//! agora-errors - 统一错误处理
//!
//! 基于 RFC 7807 Problem Details 规范

use serde::{Deserialize, Serialize};
use thiserror::Error;

/// 应用错误类型
///
/// 每个核心操作失败时只返回其中一种。`Database` 与 `Internal` 的细节
/// 只写日志，不出现在响应体中。
#[derive(Debug, Error)]
pub enum AppError {
    #[error("Validation error: {0}")]
    Validation(String),

    #[error("Conflict: {0}")]
    Conflict(String),

    #[error("Not found: {0}")]
    NotFound(String),

    #[error("Unauthenticated: {0}")]
    Unauthenticated(String),

    #[error("Delivery error: {0}")]
    Delivery(String),

    #[error("Database error: {0}")]
    Database(String),

    #[error("Internal error: {0}")]
    Internal(String),
}

impl AppError {
    pub fn validation(msg: impl Into<String>) -> Self {
        Self::Validation(msg.into())
    }

    pub fn conflict(msg: impl Into<String>) -> Self {
        Self::Conflict(msg.into())
    }

    pub fn not_found(msg: impl Into<String>) -> Self {
        Self::NotFound(msg.into())
    }

    pub fn unauthenticated(msg: impl Into<String>) -> Self {
        Self::Unauthenticated(msg.into())
    }

    pub fn delivery(msg: impl Into<String>) -> Self {
        Self::Delivery(msg.into())
    }

    pub fn database(msg: impl Into<String>) -> Self {
        Self::Database(msg.into())
    }

    pub fn internal(msg: impl Into<String>) -> Self {
        Self::Internal(msg.into())
    }

    /// 转换为 HTTP 状态码
    pub fn status_code(&self) -> u16 {
        match self {
            Self::Validation(_) => 400,
            Self::Unauthenticated(_) => 401,
            Self::NotFound(_) => 404,
            Self::Conflict(_) => 409,
            Self::Database(_) => 500,
            Self::Internal(_) => 500,
            Self::Delivery(_) => 502,
        }
    }

    /// 是否为服务端故障（需要记录 error 级别日志）
    pub fn is_server_error(&self) -> bool {
        self.status_code() >= 500
    }

    /// 对外可见的描述
    ///
    /// 认证失败统一为同一条消息，服务端故障不暴露内部细节。
    pub fn public_message(&self) -> String {
        match self {
            Self::Validation(msg) | Self::Conflict(msg) | Self::NotFound(msg) => msg.clone(),
            Self::Unauthenticated(_) => "Invalid credentials".to_string(),
            Self::Delivery(_) => "Notification could not be delivered".to_string(),
            Self::Database(_) | Self::Internal(_) => "Internal server error".to_string(),
        }
    }

    /// 转换为 Problem Details
    pub fn to_problem_details(&self) -> ProblemDetails {
        ProblemDetails {
            r#type: self.problem_type(),
            title: self.problem_title(),
            status: self.status_code(),
            detail: self.public_message(),
            instance: None,
        }
    }

    fn problem_type(&self) -> String {
        let slug = match self {
            Self::Validation(_) => "validation",
            Self::Conflict(_) => "conflict",
            Self::NotFound(_) => "not-found",
            Self::Unauthenticated(_) => "unauthenticated",
            Self::Delivery(_) => "delivery",
            Self::Database(_) | Self::Internal(_) => "internal",
        };
        format!("https://api.agora.dev/problems/{}", slug)
    }

    fn problem_title(&self) -> String {
        match self {
            Self::Validation(_) => "Validation Error".to_string(),
            Self::Conflict(_) => "Conflict".to_string(),
            Self::NotFound(_) => "Resource Not Found".to_string(),
            Self::Unauthenticated(_) => "Unauthenticated".to_string(),
            Self::Delivery(_) => "Delivery Error".to_string(),
            Self::Database(_) | Self::Internal(_) => "Internal Server Error".to_string(),
        }
    }
}

/// RFC 7807 Problem Details
#[derive(Debug, Clone, Serialize, Deserialize)]
pub struct ProblemDetails {
    pub r#type: String,
    pub title: String,
    pub status: u16,
    pub detail: String,
    #[serde(skip_serializing_if = "Option::is_none")]
    pub instance: Option<String>,
}

/// Result 类型别名
pub type AppResult<T> = Result<T, AppError>;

--------------------------------------------------

From the listing above, copy out each line where the word "Debug" appears.

#[derive(Debug, Error)]
#[derive(Debug, Clone, Serialize, Deserialize)]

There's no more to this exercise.